The engagement in the medical model of aging and its concentration on the physical components of health has in the words of Vailant19 given rise to intensive volumes of research on “physical longevity” with scarcity of studies on “psychological longevity”.20‒23
Vailant19 discusses the successful aging through assessing health and its classification into physical health, psychological health, subjective health and objective health. Challenging the pervasive indices of health and its monopoly within physical health templates, Vailant19 argues that decay in the physical health is not necessarily tantamount to a dissipation of psychological health. Vailant19 considers the togetherness of four facets of health namely, psychical, psychological, subjective and objective health as the prerequisites for the good health and argues that biologically, you can be young or old for your chronological age. Second, physical health involves experiencing the biological ravages of age without feeling sick. Good self –care, high morale, intimate friends, mental health, and coping strategies often make the difference between being ill and feeling sick.

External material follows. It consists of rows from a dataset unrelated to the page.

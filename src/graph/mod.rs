//! The game board: fixed topology table plus the mutable weight matrix.

pub mod matrix;
pub mod topology;

pub use matrix::{NextNodes, WeightMatrix};
pub use topology::{
    BASE_TOPOLOGY, GRAPH_SIZE, MAX_WEIGHT, ONE_WAY_PAIRS, SKILL_EXTRA_NODES, THREE_POINT_CANDIDATES,
    TWO_POINT_CANDIDATES,
};
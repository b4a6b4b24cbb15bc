//! Per-session game status.

use serde::{Deserialize, Serialize};

use crate::core::{NodeId, Observation};

/// Mutable session state of one game.
///
/// Created with the game and only advanced by `GraphGame::step`.
/// There is no reset: a new game needs a new instance.
#[derive(Clone, Debug, PartialEq, Eq, Serialize, Deserialize)]
pub struct GameStatus {
    /// Node the player is on (starts at node 0).
    pub current_node: NodeId,

    /// Cumulative points.
    pub points: u32,

    /// Accepted transitions so far.
    pub steps: u32,

    /// Skill charges remaining.
    pub skill_left: u32,

    /// Whether the player has reached an end node.
    pub done: bool,
}

impl GameStatus {
    /// Fresh status at the start node.
    #[must_use]
    pub fn new(skill_charges: u32) -> Self {
        Self {
            current_node: NodeId::START,
            points: 0,
            steps: 0,
            skill_left: skill_charges,
            done: false,
        }
    }

    /// Whether a skill charge remains.
    #[must_use]
    pub fn has_skill(&self) -> bool {
        self.skill_left > 0
    }

    /// Spend one skill charge. Does nothing once none remain.
    pub fn consume_skill(&mut self) {
        self.skill_left = self.skill_left.saturating_sub(1);
    }

    /// Record an accepted move to `node` worth `points`.
    pub fn advance(&mut self, node: NodeId, points: u8) {
        self.steps += 1;
        self.points += u32::from(points);
        self.current_node = node;
    }

    /// The caller-visible view of this status.
    #[must_use]
    pub fn observation(&self) -> Observation {
        Observation {
            cur_node: self.current_node,
            points: self.points,
            done: self.done,
        }
    }
}

#[cfg(test)]
mod tests {
    use super::*;

    #[test]
    fn test_new_status() {
        let status = GameStatus::new(1);
        assert_eq!(status.current_node, NodeId(0));
        assert_eq!(status.points, 0);
        assert_eq!(status.steps, 0);
        assert_eq!(status.skill_left, 1);
        assert!(!status.done);
    }

    #[test]
    fn test_consume_skill() {
        let mut status = GameStatus::new(1);
        assert!(status.has_skill());

        status.consume_skill();
        assert!(!status.has_skill());

        status.consume_skill();
        assert_eq!(status.skill_left, 0);
    }

    #[test]
    fn test_advance() {
        let mut status = GameStatus::new(1);
        status.advance(NodeId(2), 3);
        status.advance(NodeId(4), 1);

        assert_eq!(status.current_node, NodeId(4));
        assert_eq!(status.points, 4);
        assert_eq!(status.steps, 2);
        assert_eq!(
            status.observation(),
            Observation {
                cur_node: NodeId(4),
                points: 4,
                done: false
            }
        );
    }
}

Langer’s work on aging, mindlessness and mindfulness especially the findings on Counter clockwise (2009) demonstrate that aging is largely under the influence of cultivation and socialization. The recursive patterns of thinking about aging, according to Langer,7 is embedded within an imposing set of mindless assumptions that highlight aging and its associative implications with decay, degeneration and decline. Counterclockwise findings indicate how health and aging can be created through our own assumptions and how a change in the underlying assumptions of health and aging would contribute to a transformation in the nature of aging. The power of choices may help people explore the possibility of revisiting the components of aging in that we create aging through our own choices. An objective and subjective implementation of mindfulness, according to Counterclockwise, would give rise to choice oriented decisions and their implication for revitalization.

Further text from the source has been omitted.